Dein Problem zufällig mit einem unverwandten Bereich paaren und die Analogie nach Ideen durchsuchen.

Why it works

Analoges Denken überträgt strukturelle Beziehungen von einem vertrauten Bereich auf ein unbekanntes Problem und umgeht die lokale Suche, die die meisten Denkprozesse schrittweise hält. Die "erzwungene" Variante – bewusst einen unverwandten Ausgangsbereich wählen – verhindert, dass die Analogie zu nah am Problemraum bleibt, und maximiert die Distanz der Bisoziation und die Neuheit dessen, was auftaucht.

How to do it

  1. Dein Problem klar in einem Satz formulieren.
  2. Zufällig einen unverwandten Bereich wählen (Tiere, Sport, Geologie, Kochen) – bei Bedarf ein Wörterbuch oder einen Zufallswortgenerator nutzen.
  3. Fünf bis zehn Eigenschaften des zufällig gewählten Bereichs auflisten.
  4. Bei jeder Eigenschaft fragen: "Wie könnte das auf mein Problem zutreffen?" – jede Verbindung festhalten, auch die absurden.
  5. Nach der Idee suchen, die bei mehreren erzwungenen Analogien immer wiederkehrt: Sie zeigt wahrscheinlich auf etwas Reales.

Evidenz

Analoger Transfer ist einer der am meisten untersuchten Mechanismen in der kreativen Problemlösung. Erzwungene Analogie und synektikartige Techniken (Gordon, 1961) sollen die Qualität der Ideenfindung in der Praxis verbessern. Kontrollierte experimentelle Evidenz ist bescheiden. (mechanistic)

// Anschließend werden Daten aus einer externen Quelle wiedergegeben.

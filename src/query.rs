//! Slot selectors and live assigned-node queries over parsed documents.
//!
//! Slot lookup is structured: a [`SlotSelector`] matches slot nodes directly
//! instead of interpolating the slot name into CSS selector text, so a name
//! containing quotes or brackets can never produce a malformed query. The
//! equivalent selector text is still available for diagnostics via
//! [`SlotSelector::selector_text`].

use crate::dom::compute_slot_assignment_with_ids;
use crate::dom::enumerate_dom_ids;
use crate::dom::parse_html;
use crate::dom::DomNode;
use crate::dom::DomNodeType;
use crate::dom::ShadowRootMode;
use crate::dom::SlotAssignment;
use crate::error::Result;
use serde::{Deserialize, Serialize};
use std::collections::HashMap;

/// Options forwarded unmodified to assigned-node queries, mirroring the
/// platform's `AssignedNodesOptions` bag.
#[derive(Debug, Clone, Copy, Default, PartialEq, Eq, Serialize, Deserialize)]
pub struct AssignedNodesOptions {
  /// Recursively replace assigned slots with their own assigned nodes, and
  /// substitute fallback children for unassigned slots.
  pub flatten: bool,
}

impl AssignedNodesOptions {
  pub fn flattened() -> Self {
    Self { flatten: true }
  }
}

/// Which slot element a query targets within a render root.
///
/// The empty slot name is the conventional sentinel for the default slot, so
/// [`SlotSelector::from_name`] maps `""` to [`SlotSelector::Default`]. A
/// default-slot query matches only a slot with no `name` attribute at all; a
/// named query matches the attribute value exactly.
#[derive(Debug, Clone, PartialEq, Eq)]
pub enum SlotSelector {
  /// Matches only a slot carrying no `name` attribute.
  Default,
  /// Matches only a slot whose `name` attribute equals the string exactly.
  Named(String),
}

impl SlotSelector {
  pub fn from_name(name: &str) -> Self {
    if name.is_empty() {
      Self::Default
    } else {
      Self::Named(name.to_string())
    }
  }

  /// Whether `node` is a slot element matched by this selector.
  pub fn matches(&self, node: &DomNode) -> bool {
    if !node.is_slot() {
      return false;
    }
    match self {
      Self::Default => node.get_attribute_ref("name").is_none(),
      Self::Named(name) => node.get_attribute_ref("name") == Some(name.as_str()),
    }
  }

  /// CSS selector text equivalent to this selector, for diagnostics only.
  /// The attribute value is escaped before being embedded; the result is
  /// never parsed back into a query.
  pub fn selector_text(&self) -> String {
    match self {
      Self::Default => "slot:not([name])".to_string(),
      Self::Named(name) => format!("slot[name=\"{}\"]", escape_attribute_value(name)),
    }
  }
}

fn escape_attribute_value(value: &str) -> String {
  let mut out = String::with_capacity(value.len());
  for c in value.chars() {
    if c == '"' || c == '\\' {
      out.push('\\');
    }
    out.push(c);
  }
  out
}

/// A shadow root paired with the element hosting it, as resolved from the
/// document tree.
#[derive(Clone, Copy)]
pub struct RenderRoot<'a> {
  host: &'a DomNode,
  root: &'a DomNode,
}

impl<'a> RenderRoot<'a> {
  pub(crate) fn new(host: &'a DomNode, root: &'a DomNode) -> Self {
    Self { host, root }
  }

  pub fn host(&self) -> &'a DomNode {
    self.host
  }

  pub fn root(&self) -> &'a DomNode {
    self.root
  }

  pub fn mode(&self) -> ShadowRootMode {
    match self.root.node_type {
      DomNodeType::ShadowRoot { mode, .. } => mode,
      _ => unreachable!("render root is always a shadow root node"),
    }
  }

  /// First slot in tree order matching `selector`, or `None` when the render
  /// root contains no such slot.
  ///
  /// The walk stays inside this shadow tree: nested shadow roots are separate
  /// selector scopes, and inert template contents are not searched.
  pub fn query_selector_slot(&self, selector: &SlotSelector) -> Option<&'a DomNode> {
    fn find<'a>(node: &'a DomNode, selector: &SlotSelector) -> Option<&'a DomNode> {
      if selector.matches(node) {
        return Some(node);
      }
      if matches!(node.node_type, DomNodeType::ShadowRoot { .. }) {
        return None;
      }
      if matches!(node.tag_name(), Some(tag) if tag.eq_ignore_ascii_case("template")) {
        return None;
      }
      node.children.iter().find_map(|c| find(c, selector))
    }

    self.root.children.iter().find_map(|c| find(c, selector))
  }
}

/// A parsed document plus the live slot queries the accessor layer reads
/// through.
///
/// Assignment is recomputed from the current tree on every query; results are
/// live, never cached.
pub struct Document {
  root: DomNode,
}

impl Document {
  /// Parse an HTML string into a document.
  pub fn parse(html: &str) -> Result<Self> {
    Ok(Self {
      root: parse_html(html)?,
    })
  }

  /// Wrap an already-parsed tree.
  pub fn from_root(root: DomNode) -> Self {
    Self { root }
  }

  pub fn root(&self) -> &DomNode {
    &self.root
  }

  /// Mutable access to the tree, for callers that rewrite the document
  /// between reads.
  pub fn root_mut(&mut self) -> &mut DomNode {
    &mut self.root
  }

  /// Find an element by `id` attribute anywhere in the tree, shadow trees
  /// included.
  pub fn element_by_id(&self, id: &str) -> Option<&DomNode> {
    fn find<'a>(node: &'a DomNode, id: &str) -> Option<&'a DomNode> {
      if node.has_id(id) {
        return Some(node);
      }
      node.children.iter().find_map(|c| find(c, id))
    }
    find(&self.root, id)
  }

  /// The render root of `host`: its attached shadow root, if any.
  pub fn render_root_of<'a>(&'a self, host: &'a DomNode) -> Option<RenderRoot<'a>> {
    host
      .children
      .iter()
      .find(|c| matches!(c.node_type, DomNodeType::ShadowRoot { .. }))
      .map(|root| RenderRoot::new(host, root))
  }

  /// The nodes currently assigned to `slot`, in tree order, recomputed from
  /// the document as it stands now.
  ///
  /// A slot that is not part of this document, or that has nothing assigned,
  /// yields an empty sequence.
  pub fn assigned_nodes<'a>(
    &'a self,
    slot: &DomNode,
    options: AssignedNodesOptions,
  ) -> Vec<&'a DomNode> {
    let ids = enumerate_dom_ids(&self.root);
    let assignment = compute_slot_assignment_with_ids(&self.root, &ids);
    let mut lookup: HashMap<usize, &'a DomNode> = HashMap::new();
    build_node_lookup(&self.root, &ids, &mut lookup);

    // Re-resolve the caller's reference through the id map so recursion over
    // nested slots hands out references tied to the document's lifetime.
    let Some(slot) = ids
      .get(&(slot as *const DomNode))
      .and_then(|id| lookup.get(id).copied())
    else {
      return Vec::new();
    };

    let mut out = Vec::new();
    collect_assigned(slot, &assignment, &ids, &lookup, options.flatten, &mut out);
    out
  }

  /// Like [`Document::assigned_nodes`], filtered to element nodes.
  pub fn assigned_elements<'a>(
    &'a self,
    slot: &DomNode,
    options: AssignedNodesOptions,
  ) -> Vec<&'a DomNode> {
    self
      .assigned_nodes(slot, options)
      .into_iter()
      .filter(|n| n.is_element())
      .collect()
  }
}

fn build_node_lookup<'a>(
  node: &'a DomNode,
  ids: &HashMap<*const DomNode, usize>,
  out: &mut HashMap<usize, &'a DomNode>,
) {
  if let Some(id) = ids.get(&(node as *const DomNode)) {
    out.insert(*id, node);
  }
  for child in &node.children {
    build_node_lookup(child, ids, out);
  }
}

fn collect_assigned<'a>(
  slot: &'a DomNode,
  assignment: &SlotAssignment,
  ids: &HashMap<*const DomNode, usize>,
  lookup: &HashMap<usize, &'a DomNode>,
  flatten: bool,
  out: &mut Vec<&'a DomNode>,
) {
  let direct: Vec<&'a DomNode> = ids
    .get(&(slot as *const DomNode))
    .and_then(|id| assignment.slot_to_nodes.get(id))
    .map(|node_ids| {
      node_ids
        .iter()
        .filter_map(|id| lookup.get(id).copied())
        .collect()
    })
    .unwrap_or_default();

  if !flatten {
    out.extend(direct);
    return;
  }

  if direct.is_empty() {
    // Unassigned slot: flattening substitutes the fallback children.
    for child in &slot.children {
      if child.is_slot() {
        collect_assigned(child, assignment, ids, lookup, flatten, out);
      } else {
        out.push(child);
      }
    }
    return;
  }

  for node in direct {
    if node.is_slot() {
      collect_assigned(node, assignment, ids, lookup, flatten, out);
    } else {
      out.push(node);
    }
  }
}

Die meiste Evidenz für erzwungene-Analogie-Protokolle stammt aus Praktikerberichten; kontrollierte Vergleiche mit anderen Ideenfindungsmethoden sind begrenzt.

Quellen

Häufiger Fehler

Eine Analogie sofort verwerfen, weil sie absurd erscheint – die produktivsten Bisoziationen beginnen oft mit Kollisionspunkten, die sich zunächst falsch anfühlen, bevor sie sich richtig anfühlen.